#### Your goal:
From the entries below, retype only the lines from the one with "to drop test" through the one with "DATABASE IF EXISTS", exactly as written.
*** Dataset ***
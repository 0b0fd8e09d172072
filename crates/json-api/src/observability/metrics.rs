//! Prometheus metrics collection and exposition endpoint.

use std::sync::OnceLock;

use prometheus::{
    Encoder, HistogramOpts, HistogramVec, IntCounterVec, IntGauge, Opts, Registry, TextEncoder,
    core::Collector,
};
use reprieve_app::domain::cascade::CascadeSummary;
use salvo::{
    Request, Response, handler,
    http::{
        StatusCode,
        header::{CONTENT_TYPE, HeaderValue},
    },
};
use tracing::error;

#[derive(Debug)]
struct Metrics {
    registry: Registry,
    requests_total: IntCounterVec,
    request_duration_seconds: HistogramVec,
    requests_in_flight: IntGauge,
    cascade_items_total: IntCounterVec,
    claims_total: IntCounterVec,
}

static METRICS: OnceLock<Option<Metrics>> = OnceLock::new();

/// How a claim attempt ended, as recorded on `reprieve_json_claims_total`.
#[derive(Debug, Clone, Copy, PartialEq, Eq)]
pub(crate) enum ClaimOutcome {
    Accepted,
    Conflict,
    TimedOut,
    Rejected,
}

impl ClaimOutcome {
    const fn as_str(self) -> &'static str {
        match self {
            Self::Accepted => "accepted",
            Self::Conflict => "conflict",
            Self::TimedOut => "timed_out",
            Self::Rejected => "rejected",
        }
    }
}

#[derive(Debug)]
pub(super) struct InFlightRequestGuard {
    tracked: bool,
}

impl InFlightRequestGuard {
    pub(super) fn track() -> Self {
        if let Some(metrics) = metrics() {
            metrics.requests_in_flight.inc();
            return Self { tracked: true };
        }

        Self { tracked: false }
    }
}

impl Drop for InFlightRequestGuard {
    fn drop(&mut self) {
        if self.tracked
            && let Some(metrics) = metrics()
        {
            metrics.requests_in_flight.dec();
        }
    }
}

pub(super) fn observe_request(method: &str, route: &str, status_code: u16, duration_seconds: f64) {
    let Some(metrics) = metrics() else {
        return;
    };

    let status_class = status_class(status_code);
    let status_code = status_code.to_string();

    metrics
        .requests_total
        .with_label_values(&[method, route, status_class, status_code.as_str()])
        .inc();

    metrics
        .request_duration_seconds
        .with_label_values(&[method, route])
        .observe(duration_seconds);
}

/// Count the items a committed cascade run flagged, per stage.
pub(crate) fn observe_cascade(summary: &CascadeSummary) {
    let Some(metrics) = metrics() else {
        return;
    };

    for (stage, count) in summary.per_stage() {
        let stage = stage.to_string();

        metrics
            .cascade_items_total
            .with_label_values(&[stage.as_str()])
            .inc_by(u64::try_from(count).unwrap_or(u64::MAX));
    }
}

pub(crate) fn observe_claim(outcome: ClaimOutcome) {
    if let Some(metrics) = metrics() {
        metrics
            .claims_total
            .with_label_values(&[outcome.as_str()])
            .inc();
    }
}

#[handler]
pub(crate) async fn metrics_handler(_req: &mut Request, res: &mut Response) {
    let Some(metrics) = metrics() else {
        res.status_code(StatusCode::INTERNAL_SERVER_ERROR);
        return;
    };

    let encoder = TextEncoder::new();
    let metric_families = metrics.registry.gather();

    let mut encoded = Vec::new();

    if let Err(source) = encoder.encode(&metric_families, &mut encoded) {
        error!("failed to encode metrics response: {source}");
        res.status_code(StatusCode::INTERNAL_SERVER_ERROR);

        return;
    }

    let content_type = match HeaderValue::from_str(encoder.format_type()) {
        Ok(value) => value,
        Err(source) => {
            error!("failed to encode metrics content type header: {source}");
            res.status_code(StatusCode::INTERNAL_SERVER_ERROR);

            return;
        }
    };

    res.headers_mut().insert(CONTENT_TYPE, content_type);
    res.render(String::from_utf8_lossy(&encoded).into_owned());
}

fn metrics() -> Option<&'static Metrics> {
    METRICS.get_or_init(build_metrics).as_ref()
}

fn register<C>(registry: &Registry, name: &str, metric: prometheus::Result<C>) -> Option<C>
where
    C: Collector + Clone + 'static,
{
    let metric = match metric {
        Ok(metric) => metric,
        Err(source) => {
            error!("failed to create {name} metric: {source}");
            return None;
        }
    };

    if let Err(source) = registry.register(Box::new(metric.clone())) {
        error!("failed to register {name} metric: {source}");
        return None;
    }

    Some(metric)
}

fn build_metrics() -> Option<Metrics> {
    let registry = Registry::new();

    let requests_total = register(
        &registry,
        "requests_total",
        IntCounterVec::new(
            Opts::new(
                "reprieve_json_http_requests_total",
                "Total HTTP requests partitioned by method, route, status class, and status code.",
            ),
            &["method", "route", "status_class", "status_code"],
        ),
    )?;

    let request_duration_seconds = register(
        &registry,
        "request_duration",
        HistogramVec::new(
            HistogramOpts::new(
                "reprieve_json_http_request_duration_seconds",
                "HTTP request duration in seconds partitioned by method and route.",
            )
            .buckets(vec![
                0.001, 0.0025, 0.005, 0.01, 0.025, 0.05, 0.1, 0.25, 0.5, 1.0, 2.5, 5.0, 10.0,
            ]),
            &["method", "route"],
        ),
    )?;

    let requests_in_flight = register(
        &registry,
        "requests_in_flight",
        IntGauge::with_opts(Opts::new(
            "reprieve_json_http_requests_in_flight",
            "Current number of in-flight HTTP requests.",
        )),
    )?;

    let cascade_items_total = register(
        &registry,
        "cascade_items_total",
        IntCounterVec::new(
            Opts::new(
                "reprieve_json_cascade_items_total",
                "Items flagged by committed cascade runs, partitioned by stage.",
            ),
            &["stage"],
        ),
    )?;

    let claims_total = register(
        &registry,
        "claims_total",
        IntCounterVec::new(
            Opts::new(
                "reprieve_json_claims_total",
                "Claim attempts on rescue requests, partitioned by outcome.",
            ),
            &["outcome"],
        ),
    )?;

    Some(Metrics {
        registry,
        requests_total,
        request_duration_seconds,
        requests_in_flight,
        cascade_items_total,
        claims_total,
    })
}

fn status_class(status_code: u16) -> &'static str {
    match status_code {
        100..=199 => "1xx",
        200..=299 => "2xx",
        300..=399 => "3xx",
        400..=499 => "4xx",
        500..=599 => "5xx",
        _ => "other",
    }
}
*** End of Dataset ***
*** Dataset ***
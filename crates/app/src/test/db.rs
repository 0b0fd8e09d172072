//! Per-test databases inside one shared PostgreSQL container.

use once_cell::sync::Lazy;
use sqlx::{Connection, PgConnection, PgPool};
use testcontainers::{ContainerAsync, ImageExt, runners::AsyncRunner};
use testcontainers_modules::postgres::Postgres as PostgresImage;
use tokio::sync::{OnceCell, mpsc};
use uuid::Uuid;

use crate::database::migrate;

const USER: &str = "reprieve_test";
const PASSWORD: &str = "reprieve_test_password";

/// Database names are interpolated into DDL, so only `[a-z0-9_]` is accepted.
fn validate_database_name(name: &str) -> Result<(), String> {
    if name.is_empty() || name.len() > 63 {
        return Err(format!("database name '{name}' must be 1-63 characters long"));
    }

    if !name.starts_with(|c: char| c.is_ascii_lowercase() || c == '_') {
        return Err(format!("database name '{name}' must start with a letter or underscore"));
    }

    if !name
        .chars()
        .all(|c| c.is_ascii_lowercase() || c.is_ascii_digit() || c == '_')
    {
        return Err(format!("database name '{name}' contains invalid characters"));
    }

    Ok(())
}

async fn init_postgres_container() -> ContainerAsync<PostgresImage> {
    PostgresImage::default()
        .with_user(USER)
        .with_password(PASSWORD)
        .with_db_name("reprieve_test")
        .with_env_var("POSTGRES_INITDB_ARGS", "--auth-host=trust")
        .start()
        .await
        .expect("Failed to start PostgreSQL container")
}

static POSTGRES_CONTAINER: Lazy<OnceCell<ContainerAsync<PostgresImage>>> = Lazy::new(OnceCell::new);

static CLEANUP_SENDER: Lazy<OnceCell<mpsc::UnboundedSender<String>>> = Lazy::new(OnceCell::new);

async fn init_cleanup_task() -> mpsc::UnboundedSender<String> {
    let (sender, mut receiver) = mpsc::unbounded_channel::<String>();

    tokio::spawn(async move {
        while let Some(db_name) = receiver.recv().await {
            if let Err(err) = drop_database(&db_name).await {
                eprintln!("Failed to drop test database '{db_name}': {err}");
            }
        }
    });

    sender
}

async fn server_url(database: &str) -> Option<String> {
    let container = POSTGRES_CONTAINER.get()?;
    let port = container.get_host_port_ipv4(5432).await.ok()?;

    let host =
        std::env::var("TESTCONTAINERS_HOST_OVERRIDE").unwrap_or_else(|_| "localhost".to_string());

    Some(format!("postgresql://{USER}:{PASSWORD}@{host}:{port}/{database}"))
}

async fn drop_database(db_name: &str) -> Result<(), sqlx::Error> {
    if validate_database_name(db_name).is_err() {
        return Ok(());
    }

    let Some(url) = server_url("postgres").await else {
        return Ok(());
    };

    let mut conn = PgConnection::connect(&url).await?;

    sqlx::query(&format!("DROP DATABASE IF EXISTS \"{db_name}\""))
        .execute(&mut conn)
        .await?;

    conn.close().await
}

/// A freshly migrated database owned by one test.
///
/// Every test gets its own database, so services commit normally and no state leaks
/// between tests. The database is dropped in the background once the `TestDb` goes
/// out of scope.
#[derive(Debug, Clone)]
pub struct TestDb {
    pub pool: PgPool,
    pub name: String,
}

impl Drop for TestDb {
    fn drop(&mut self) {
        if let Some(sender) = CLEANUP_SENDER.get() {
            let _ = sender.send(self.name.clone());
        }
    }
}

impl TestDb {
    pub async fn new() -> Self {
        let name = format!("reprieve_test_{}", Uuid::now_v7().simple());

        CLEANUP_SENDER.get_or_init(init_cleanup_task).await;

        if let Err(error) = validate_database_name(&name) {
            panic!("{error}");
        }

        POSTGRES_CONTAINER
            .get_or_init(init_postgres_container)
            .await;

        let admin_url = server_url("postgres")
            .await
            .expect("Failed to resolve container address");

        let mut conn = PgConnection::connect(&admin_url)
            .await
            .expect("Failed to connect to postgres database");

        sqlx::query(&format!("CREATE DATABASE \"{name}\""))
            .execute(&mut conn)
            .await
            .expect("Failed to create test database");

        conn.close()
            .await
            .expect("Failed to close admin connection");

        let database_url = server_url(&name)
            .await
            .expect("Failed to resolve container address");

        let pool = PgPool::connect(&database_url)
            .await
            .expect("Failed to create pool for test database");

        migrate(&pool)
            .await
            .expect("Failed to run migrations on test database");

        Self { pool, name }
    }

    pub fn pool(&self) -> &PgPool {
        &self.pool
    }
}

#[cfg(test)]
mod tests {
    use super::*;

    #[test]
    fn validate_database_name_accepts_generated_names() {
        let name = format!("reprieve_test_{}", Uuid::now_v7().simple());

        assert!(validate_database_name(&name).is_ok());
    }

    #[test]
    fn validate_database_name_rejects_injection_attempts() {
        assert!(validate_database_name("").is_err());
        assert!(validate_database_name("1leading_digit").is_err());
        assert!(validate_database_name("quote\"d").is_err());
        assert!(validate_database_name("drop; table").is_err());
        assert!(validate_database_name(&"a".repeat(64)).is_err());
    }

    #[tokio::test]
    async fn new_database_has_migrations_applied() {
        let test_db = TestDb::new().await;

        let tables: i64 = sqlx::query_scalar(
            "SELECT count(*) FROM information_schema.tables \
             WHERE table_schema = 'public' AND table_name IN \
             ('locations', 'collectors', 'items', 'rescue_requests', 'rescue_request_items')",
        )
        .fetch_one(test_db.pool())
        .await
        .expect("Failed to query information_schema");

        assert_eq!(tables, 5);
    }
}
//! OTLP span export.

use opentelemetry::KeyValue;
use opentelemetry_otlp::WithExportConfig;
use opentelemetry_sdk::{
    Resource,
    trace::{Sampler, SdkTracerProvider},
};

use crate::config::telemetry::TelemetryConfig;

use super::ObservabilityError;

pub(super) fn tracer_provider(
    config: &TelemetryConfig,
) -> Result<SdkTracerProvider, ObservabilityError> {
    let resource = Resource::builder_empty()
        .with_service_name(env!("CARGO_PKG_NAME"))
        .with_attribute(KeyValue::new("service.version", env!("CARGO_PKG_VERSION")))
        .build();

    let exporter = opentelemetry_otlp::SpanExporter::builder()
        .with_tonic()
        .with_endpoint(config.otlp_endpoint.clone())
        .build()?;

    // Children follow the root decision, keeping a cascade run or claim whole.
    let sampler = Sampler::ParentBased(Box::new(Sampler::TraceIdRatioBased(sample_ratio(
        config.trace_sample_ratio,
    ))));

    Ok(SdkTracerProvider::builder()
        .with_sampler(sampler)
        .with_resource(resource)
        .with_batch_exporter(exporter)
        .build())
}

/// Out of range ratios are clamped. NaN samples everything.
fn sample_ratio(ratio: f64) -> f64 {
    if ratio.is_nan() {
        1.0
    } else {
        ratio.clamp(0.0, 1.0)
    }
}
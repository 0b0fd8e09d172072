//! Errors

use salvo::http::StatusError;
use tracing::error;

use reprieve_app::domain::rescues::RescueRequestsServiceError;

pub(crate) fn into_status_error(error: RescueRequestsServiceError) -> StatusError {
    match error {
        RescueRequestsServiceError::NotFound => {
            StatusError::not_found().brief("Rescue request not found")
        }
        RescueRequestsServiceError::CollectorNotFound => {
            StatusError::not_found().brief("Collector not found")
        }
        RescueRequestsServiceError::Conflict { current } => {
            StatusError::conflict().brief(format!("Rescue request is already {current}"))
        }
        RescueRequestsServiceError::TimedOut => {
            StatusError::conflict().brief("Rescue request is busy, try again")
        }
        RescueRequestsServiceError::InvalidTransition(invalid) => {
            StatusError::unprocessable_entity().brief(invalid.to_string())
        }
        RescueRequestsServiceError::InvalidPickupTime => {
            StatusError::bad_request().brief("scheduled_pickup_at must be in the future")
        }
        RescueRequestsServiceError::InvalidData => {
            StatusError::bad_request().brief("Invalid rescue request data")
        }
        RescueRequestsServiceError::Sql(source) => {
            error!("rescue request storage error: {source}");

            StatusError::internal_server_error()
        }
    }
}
*** End of Dataset ***
#### Exercise output:
                eprintln!("Failed to drop test database '{db_name}': {err}");
            }
        }
    });

    sender
}

async fn server_url(database: &str) -> Option<String> {
    let container = POSTGRES_CONTAINER.get()?;
    let port = container.get_host_port_ipv4(5432).await.ok()?;

    let host =
        std::env::var("TESTCONTAINERS_HOST_OVERRIDE").unwrap_or_else(|_| "localhost".to_string());

    Some(format!("postgresql://{USER}:{PASSWORD}@{host}:{port}/{database}"))
}

async fn drop_database(db_name: &str) -> Result<(), sqlx::Error> {
    if validate_database_name(db_name).is_err() {
        return Ok(());
    }

    let Some(url) = server_url("postgres").await else {
        return Ok(());
    };

    let mut conn = PgConnection::connect(&url).await?;

    sqlx::query(&format!("DROP DATABASE IF EXISTS \"{db_name}\""))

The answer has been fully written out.